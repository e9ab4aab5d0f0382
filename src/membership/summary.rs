//! Headline tenure figures for the eligible population

use serde::{Deserialize, Serialize};

use super::MembershipRecord;
use crate::stats::{average, median, round_to, saturating_count};

#[derive(Debug, Clone, Default, PartialEq, Serialize, Deserialize)]
pub struct TenureSummary {
    /// Eligible members (ambiguous-status records excluded)
    pub member_count: u32,

    /// Members holding an active role at the reference instant
    pub active_count: u32,

    /// Mean tenure in years, two decimals (0 when there are no members)
    pub average_tenure_years: f64,

    /// Median tenure in years, two decimals (0 when there are no members)
    pub median_tenure_years: f64,
}

impl TenureSummary {
    pub fn from_records(records: &[MembershipRecord], now: i64) -> Self {
        let eligible: Vec<&MembershipRecord> = records
            .iter()
            .filter(|r| r.is_observed_at(now))
            .collect();
        let tenures: Vec<f64> = eligible.iter().map(|r| r.tenure_years(now)).collect();

        Self {
            member_count: saturating_count(eligible.len()),
            active_count: saturating_count(eligible.iter().filter(|r| r.is_current(now)).count()),
            average_tenure_years: round_to(average(&tenures).unwrap_or(0.0), 2),
            median_tenure_years: round_to(median(&tenures).unwrap_or(0.0), 2),
        }
    }
}

#[cfg(test)]
mod tests {
    use super::*;
    use crate::calendar::SECONDS_PER_YEAR;

    #[test]
    fn test_summary() {
        let year = SECONDS_PER_YEAR as i64;
        let now = 10 * year;
        let records = vec![
            MembershipRecord::new(1, now - year, None, true),
            MembershipRecord::new(2, now - 4 * year, Some(now - 2 * year), false),
            MembershipRecord::new(3, now - 3 * year, None, true),
            // Ambiguous and future joins are left out
            MembershipRecord::new(4, now - 8 * year, None, false),
            MembershipRecord::new(5, now + year, None, true),
        ];
        let summary = TenureSummary::from_records(&records, now);

        assert_eq!(summary.member_count, 3);
        assert_eq!(summary.active_count, 2);
        assert_eq!(summary.average_tenure_years, 2.0);
        assert_eq!(summary.median_tenure_years, 2.0);
    }

    #[test]
    fn test_empty_population() {
        assert_eq!(TenureSummary::from_records(&[], 0), TenureSummary::default());
    }
}
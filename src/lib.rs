//! Retention Analytics - cohort survival, churn curves and lifetime value for membership data
//!
//! This library provides:
//! - Monthly join cohorts with partial-observability aware survival counts
//! - Retention matrix (percent retained per month offset)
//! - Smoothed churn-rate curve by tenure year with floor/cap guards
//! - Lifetime value projection per tenure bucket and membership type
//! - Annual cohort summaries and membership inflow/outflow
//! - Report caching keyed by bucketed reference instant

pub mod cache;
pub mod calendar;
pub mod churn;
pub mod cohort;
pub mod config;
pub mod engine;
pub mod error;
pub mod lifetime;
pub mod membership;
pub mod stats;

// Re-export commonly used types
pub use cache::{InMemoryMetricCache, MetricCache};
pub use calendar::ReportingZone;
pub use churn::{ChurnCurve, ChurnCurveEstimator, ChurnCurvePoint, TenureBucket};
pub use cohort::{Cohort, CohortBuilder, Granularity, RetentionMatrixCalculator, RetentionMatrixRow};
pub use config::AnalyticsConfig;
pub use engine::{RetentionEngine, RetentionReport};
pub use error::{AnalyticsError, AnalyticsResult};
pub use lifetime::{LifetimeValueBucket, LifetimeValueProjector};
pub use membership::{MemberPayment, MembershipRecord, MembershipSnapshot, TenureSummary};
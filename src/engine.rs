//! Retention engine: runs every analytics component against one snapshot
//!
//! Settings are validated and the timezone and tenure tables are resolved once
//! at construction, then reused for any number of runs.

use std::collections::BTreeMap;
use std::time::Duration;

use chrono::NaiveDate;
use serde::{Deserialize, Serialize};

use crate::cache::{report_key, MetricCache, MEMBERSHIP_LIST_TAG, RETENTION_REPORT_TAG};
use crate::calendar::ReportingZone;
use crate::churn::{ChurnCurve, ChurnCurveEstimator};
use crate::cohort::{
    annual_cohorts, membership_flow, AnnualCohortRow, CohortBuilder, Granularity, MembershipFlow,
    RetentionMatrixCalculator, RetentionMatrixRow,
};
use crate::config::AnalyticsConfig;
use crate::error::AnalyticsResult;
use crate::lifetime::{LifetimeValueProjector, LifetimeValueTable};
use crate::membership::{MembershipRecord, MembershipSnapshot, TenureSummary};

/// Everything computed for one reference instant
#[derive(Debug, Clone, PartialEq, Serialize, Deserialize)]
pub struct RetentionReport {
    pub reference_instant: i64,
    pub months_back: u32,
    pub retention_matrix: Vec<RetentionMatrixRow>,
    pub churn_curve: ChurnCurve,
    pub lifetime_values: LifetimeValueTable,
    pub lifetime_value_by_type: BTreeMap<String, f64>,
    pub tenure_summary: TenureSummary,
}

/// Pre-configured analytics engine
#[derive(Debug, Clone)]
pub struct RetentionEngine {
    config: AnalyticsConfig,
    cohorts: CohortBuilder,
    matrix: RetentionMatrixCalculator,
    churn: ChurnCurveEstimator,
    lifetime: LifetimeValueProjector,
}

impl RetentionEngine {
    /// Validate the config and build every component
    pub fn new(config: AnalyticsConfig) -> AnalyticsResult<Self> {
        config.validate()?;
        let terminal_start_year = u8::try_from(config.churn.terminal_start_year).unwrap_or(u8::MAX);

        Ok(Self {
            cohorts: CohortBuilder::from_settings(&config.cohort)?,
            matrix: RetentionMatrixCalculator::new(),
            churn: ChurnCurveEstimator::new(config.churn.clone()),
            lifetime: LifetimeValueProjector::new(
                config.lifetime.clone(),
                terminal_start_year,
            ),
            config,
        })
    }

    /// Engine with the dashboard defaults
    pub fn default_dashboard() -> AnalyticsResult<Self> {
        Self::new(AnalyticsConfig::default_dashboard())
    }

    pub fn config(&self) -> &AnalyticsConfig {
        &self.config
    }

    pub fn timezone(&self) -> &ReportingZone {
        self.cohorts.timezone()
    }

    /// Compute the full report for a snapshot
    pub fn run(&self, snapshot: &MembershipSnapshot) -> RetentionReport {
        let now = snapshot.reference_instant;
        let records = &snapshot.records;

        let cohorts = self.cohorts.build(records, now);
        let retention_matrix = self.matrix.calculate(&cohorts);
        let churn_curve = self.churn.estimate(records, now);
        let lifetime_values = self.lifetime.project(&snapshot.payments, &churn_curve);
        let lifetime_value_by_type = self.lifetime.by_membership_type(&snapshot.payments, &churn_curve);
        let tenure_summary = TenureSummary::from_records(records, now);

        log::info!(
            "Retention report as of {}: {} records, {} cohorts, {} paying members",
            now,
            records.len(),
            retention_matrix.len(),
            snapshot.payments.iter().filter(|p| p.qualifying_payment().is_some()).count()
        );

        RetentionReport {
            reference_instant: now,
            months_back: self.cohorts.months_back(),
            retention_matrix,
            churn_curve,
            lifetime_values,
            lifetime_value_by_type,
            tenure_summary,
        }
    }

    /// Cache key for a snapshot's report
    pub fn cache_key(&self, reference_instant: i64) -> String {
        report_key(
            self.cohorts.months_back(),
            reference_instant,
            self.config.cache.instant_granularity_seconds,
        )
    }

    /// Return a cached report for the snapshot's bucketed instant, computing it on a miss
    ///
    /// A cached payload that no longer decodes is treated as a miss and overwritten.
    pub fn report_cached(
        &self,
        snapshot: &MembershipSnapshot,
        cache: &mut dyn MetricCache,
    ) -> AnalyticsResult<RetentionReport> {
        let key = self.cache_key(snapshot.reference_instant);

        if let Some(cached) = cache.get(&key) {
            match serde_json::from_value::<RetentionReport>(cached) {
                Ok(report) => {
                    log::debug!("Cache hit for {}", key);
                    return Ok(report);
                }
                Err(e) => log::warn!("Discarding undecodable cache entry {}: {}", key, e),
            }
        }

        let report = self.run(snapshot);
        cache.set(
            &key,
            serde_json::to_value(&report)?,
            Duration::from_secs(self.config.cache.ttl_seconds),
            &[MEMBERSHIP_LIST_TAG, RETENTION_REPORT_TAG],
        );
        Ok(report)
    }

    /// Annual join cohorts in the engine's timezone
    pub fn annual_cohorts(
        &self,
        records: &[MembershipRecord],
        start_year: i32,
        end_year: i32,
        now: i64,
    ) -> Vec<AnnualCohortRow> {
        annual_cohorts(records, start_year, end_year, now, self.timezone())
    }

    /// Join/end counts per period in the engine's timezone
    pub fn membership_flow(
        &self,
        records: &[MembershipRecord],
        start: NaiveDate,
        end: NaiveDate,
        granularity: Granularity,
    ) -> MembershipFlow {
        membership_flow(records, start, end, granularity, self.timezone())
    }
}

#[cfg(test)]
mod tests {
    use super::*;
    use crate::cache::InMemoryMetricCache;
    use crate::calendar::{fixed_offset, local_midnight};
    use crate::churn::TenureBucket;
    use crate::membership::MemberPayment;
    use serde_json::json;

    fn ts(y: i32, m: u32, d: u32) -> i64 {
        let tz = fixed_offset(0).unwrap();
        local_midnight(NaiveDate::from_ymd_opt(y, m, d).unwrap(), &tz).unwrap()
    }

    fn snapshot() -> MembershipSnapshot {
        let now = ts(2023, 6, 15);
        let mut records = Vec::new();
        for i in 0..10u64 {
            let end = if i < 2 { Some(ts(2023, 2, 15)) } else { None };
            records.push(MembershipRecord::new(i, ts(2023, 1, 10), end, end.is_none()).with_type("Individual"));
        }
        records.push(MembershipRecord::new(20, ts(2015, 3, 1), None, true).with_type("Family"));
        records.push(MembershipRecord::new(21, ts(2019, 5, 5), Some(ts(2022, 8, 1)), false));
        records.push(MembershipRecord::new(22, ts(2022, 11, 20), None, true));
        // Ambiguous status
        records.push(MembershipRecord::new(23, ts(2022, 2, 1), None, false));

        let payments = records
            .iter()
            .filter(|r| r.is_current(now))
            .map(|r| MemberPayment::from_record(r, Some(45.0), now))
            .collect();

        MembershipSnapshot::new(now, records, payments)
    }

    fn engine(months_back: u32) -> RetentionEngine {
        let mut config = AnalyticsConfig::default_dashboard();
        config.cohort.months_back = months_back;
        RetentionEngine::new(config).unwrap()
    }

    #[test]
    fn test_rejects_invalid_config() {
        let mut config = AnalyticsConfig::default_dashboard();
        config.churn.churn_floor = 0.0;
        assert!(RetentionEngine::new(config).is_err());
    }

    #[test]
    fn test_january_cohort_matrix() {
        let report = engine(12).run(&snapshot());

        let january = report
            .retention_matrix
            .iter()
            .find(|row| row.cohort_key == "2023-01")
            .expect("January cohort present");
        assert_eq!(january.joined, 10);
        assert_eq!(
            &january.retention[..8],
            &[Some(100.0), Some(100.0), Some(80.0), Some(80.0), Some(80.0), Some(80.0), None, None]
        );
        // The 2015 and 2019 joins fall outside a 12-month window
        assert_eq!(report.retention_matrix.len(), 2);
    }

    #[test]
    fn test_report_properties() {
        let report = engine(24).run(&snapshot());

        for row in &report.retention_matrix {
            assert_eq!(row.retention[0], Some(100.0));
            let observed = row.observed_len();
            assert!(row.retention[observed..].iter().all(Option::is_none));
        }

        for (bucket, point) in report.churn_curve.iter() {
            let cap = if bucket.is_terminal() { 20.0 } else { 15.0 };
            assert!(point.expected_future_years.is_finite());
            assert!(point.expected_future_years > 0.0 && point.expected_future_years <= cap);
        }

        assert!(report.lifetime_values.contains_key(&TenureBucket::Year(0)));
        assert!(report.lifetime_values.contains_key(&TenureBucket::Year(8)));
        assert_eq!(report.tenure_summary.member_count, 13);
        assert_eq!(report.tenure_summary.active_count, 10);
    }

    #[test]
    fn test_run_is_idempotent() {
        let engine = engine(24);
        let snapshot = snapshot();

        let first = serde_json::to_string(&engine.run(&snapshot)).unwrap();
        let second = serde_json::to_string(&engine.run(&snapshot)).unwrap();
        assert_eq!(first, second);
    }

    #[test]
    fn test_report_cached() {
        let engine = engine(24);
        let snapshot = snapshot();
        let mut cache = InMemoryMetricCache::new();

        let computed = engine.report_cached(&snapshot, &mut cache).unwrap();
        let cached = engine.report_cached(&snapshot, &mut cache).unwrap();
        assert_eq!(computed, cached);
        assert_eq!(cache.cache_hits, 1);
        assert_eq!(cache.cache_misses, 1);

        assert_eq!(cache.invalidate_tags(&[MEMBERSHIP_LIST_TAG]), 1);
        assert!(cache.is_empty());
    }

    #[test]
    fn test_undecodable_cache_entry_is_recomputed() {
        let engine = engine(24);
        let snapshot = snapshot();
        let mut cache = InMemoryMetricCache::new();
        let key = engine.cache_key(snapshot.reference_instant);
        cache.set(&key, json!({"stale": true}), Duration::from_secs(60), &[]);

        let report = engine.report_cached(&snapshot, &mut cache).unwrap();
        assert_eq!(report, engine.run(&snapshot));
        assert!(serde_json::from_value::<RetentionReport>(cache.get(&key).unwrap()).is_ok());
    }

    #[test]
    fn test_engine_uses_named_timezone() {
        let mut config = AnalyticsConfig::default_dashboard();
        config.cohort.timezone = Some("America/New_York".to_string());
        let engine = RetentionEngine::new(config).unwrap();
        assert_eq!(engine.timezone().to_string(), "America/New_York");

        // 2023-08-01T00:30 EDT belongs to August, not July
        let records = vec![MembershipRecord::new(1, 1_690_864_200, None, true)];
        let snapshot = MembershipSnapshot::new(ts(2023, 9, 15), records, Vec::new());
        let report = engine.run(&snapshot);
        let keys: Vec<_> = report.retention_matrix.iter().map(|r| r.cohort_key.as_str()).collect();
        assert_eq!(keys, vec!["2023-08"]);
    }

    #[test]
    fn test_supplementary_views_use_engine_timezone() {
        let engine = engine(24);
        let snapshot = snapshot();

        let annual = engine.annual_cohorts(&snapshot.records, 2023, 2015, snapshot.reference_instant);
        assert_eq!(annual.first().map(|r| r.year), Some(2015));
        assert_eq!(annual.last().map(|r| (r.year, r.joined, r.active)), Some((2023, 10, 8)));

        let flow = engine.membership_flow(
            &snapshot.records,
            NaiveDate::from_ymd_opt(2023, 1, 1).unwrap(),
            NaiveDate::from_ymd_opt(2023, 3, 31).unwrap(),
            Granularity::Month,
        );
        assert_eq!(flow.total_incoming(), 10);
        assert_eq!(flow.total_ending(), 2);
    }
}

- - -

• WHAT TO DO: Please state how many lines in the preceding material contain the word "runs", with no other output.

• ANSWER BELOW: 2